As I was endangering drivers on I-26 last week looking at billboards, one actually made me laugh out laud. And I’d seen it before. For months.

Now, ladies and gentlemen, that’s a good billboard.

I love Lexington Medical Center’s simple Urgent Care series, which features familiar quotes that often precede daily bumps and bruises. My favorite is “Oh, it’s not THAT heavy,” which you can catch on I-26 or Sunset Blvd. near the hospital. Its makes me think of poor Uncle Bobby icing his back after a gamely attempting to lift one of my overloaded suitcases.

Lexington Medical Center is no stranger to Addy Awards and other accolades from the advertising community. But what makes this campaign brilliant is its use of humor.

C’mon, people, we’re talking about an EMERGENCY ROOM. Think of the marketing challenges of creating positive associations with an urgent care center! The last time I was at an emergency room, I was in the throes of an allergic reaction. Time before that: food poisoning. With its garish lights, needles, antiseptic and atmosphere of sickness, this is not a place where I like to spend my time. And still, they’ve won me over.

The natural tendency in marketing an urgent care center would be to rely on fear. After all, following an ambulance to the hospital is a parent’s worst nightmare. I can see the commercials now: slow-motion shots of ambulance lights, followed by an exchange of worried looks between parents, and ending with a dramatic shot of a child’s mangled bike in the road. Tagline: “When it counts, doesn’t your family deserve the best urgent care? Lexington Medical Center.”

Horrible, isn’t it? To pull people around like that? Oh, I’m sure parents would notice. They’d go running after their children with bike helmets — maybe encourage them to come inside and play a nice board game.

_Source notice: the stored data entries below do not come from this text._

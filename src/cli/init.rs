//! Init command.
//!
//! Creates an empty credentials file bound to one KMS key and context.

use std::path::Path;

use tracing::info;

use crate::cli::output;
use crate::core::store::Store;
use crate::core::validation::{parse_context, validate_key_id};
use crate::error::Result;

/// Create a new credentials file at `path`.
pub fn execute(path: &Path, kms_key_id: &str, context: &[String]) -> Result<()> {
    validate_key_id(kms_key_id)?;
    let context = parse_context(context)?;

    info!(path = %path.display(), kms_key_id, "initializing credentials file");
    let store = Store::new(kms_key_id, context);
    store.create(path)?;

    output::success(&format!(
        "initialized {}",
        output::path(&path.display().to_string())
    ));
    output::kv("kms key:", &store.kms_key_id);
    for (key, value) in &store.encryption_context {
        output::kv("context:", format_context_entry(key, value.as_deref()));
    }
    output::hint(&format!(
        "add a credential: {}",
        output::cmd("kmscreds add <NAME>")
    ));

    Ok(())
}

fn format_context_entry(key: &str, value: Option<&str>) -> String {
    match value {
        Some(value) => format!("{}={}", key, value),
        None => key.to_string(),
    }
}
//! Export command.
//!
//! Prints every decrypted credential to stdout. Nothing is printed unless
//! every credential decrypts.

use std::path::Path;

use tracing::info;

use crate::cli::output;
use crate::core::cipher::kms;
use crate::core::config::Settings;
use crate::core::export::{render, ExportFormat};
use crate::core::store::Store;
use crate::error::Result;

/// Decrypt the credentials file and print it in `format`.
pub fn execute(settings: &Settings, path: &Path, format: ExportFormat) -> Result<()> {
    let store = Store::load(path)?;
    let kms = kms::default_service(settings)?;

    info!(count = store.len(), backend = kms.name(), ?format, "exporting credentials");
    let items = store.export_plaintext(kms.as_ref())?;
    let rendered = render(&items, format);

    output::raw(&rendered)?;
    Ok(())
}
//! Test fixtures and constants.

/// KMS key id used by `Test::init`.
pub const KEY_ID: &str = "arn:aws:kms:us-east-1:123456789012:alias/kmscreds-test";

/// A second key for master key rotation tests.
pub const OTHER_KEY_ID: &str = "arn:aws:kms:us-east-1:123456789012:alias/kmscreds-next";

/// Version tag every stored ciphertext starts with.
pub const VERSION_TAG: &str = "EJK1];";

/// Standard test credentials used across multiple tests.
pub const STANDARD_CREDENTIALS: &[(&str, &str)] = &[
    ("database_url", "postgres://localhost/mydb"),
    ("api_key", "sk-test-12345"),
    ("jwt_secret", "super-secret-jwt-token"),
];
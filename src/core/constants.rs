//! Constants used throughout kmscreds.
//!
//! Centralizes wire-format markers and default locations.

/// Version marker prefixed to every encoded credential.
pub const VERSION_TAG: &str = "EJK1];";

/// Separator between the wrapped data key and the payload.
pub const FIELD_SEPARATOR: char = ';';

/// Data key length in bytes (256-bit secret-box key).
pub const KEY_SIZE: usize = 32;

/// Nonce length in bytes (192-bit secret-box nonce).
pub const NONCE_SIZE: usize = 24;

/// Current credentials document schema version.
pub const STORE_VERSION: u32 = 1;

/// Default credentials file path.
pub const DEFAULT_PATH: &str = ".credentials.json";

/// Directory name under the platform config dir holding `config.toml`.
pub const SETTINGS_DIR: &str = "kmscreds";

/// Settings file name.
pub const SETTINGS_FILE: &str = "config.toml";

/// Environment variable overriding the settings file location.
pub const SETTINGS_ENV: &str = "KMSCREDS_CONFIG";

The call to action is the same, but everyone feels bad in the process. And quite frankly, I think there’s enough fear in the world today without marketers adding to melee.

Instead, Lexington Medical Center opted for humor. Another great billboard in the campaign says something along the lines of “Hey, watch this!” It captures the spirit and triumphs of childhood, while reassuring parents that their kids will bounce back after learning the lessons of gravity. These quick messages complement the billboard medium and allow drivers to fill in their own memories. For me, “Hey, watch this!” elicits images of elaborate trampoline flips. These gymnastic feats are great memories — literally some of the highest points of the my sixth grade year — and I’ll always be glad that my parents swallowed their fear and let me embrace them.

After all, odds are that someone we love will end up in the emergency room with a broken arm or a need for stitches. And most of them hobble out, a little wiser, to continue vibrant lives. Emergency rooms don’t need to be the den of drama we see on TV — they can help us through the physical setbacks that come with being human … and even make us smile, apparently!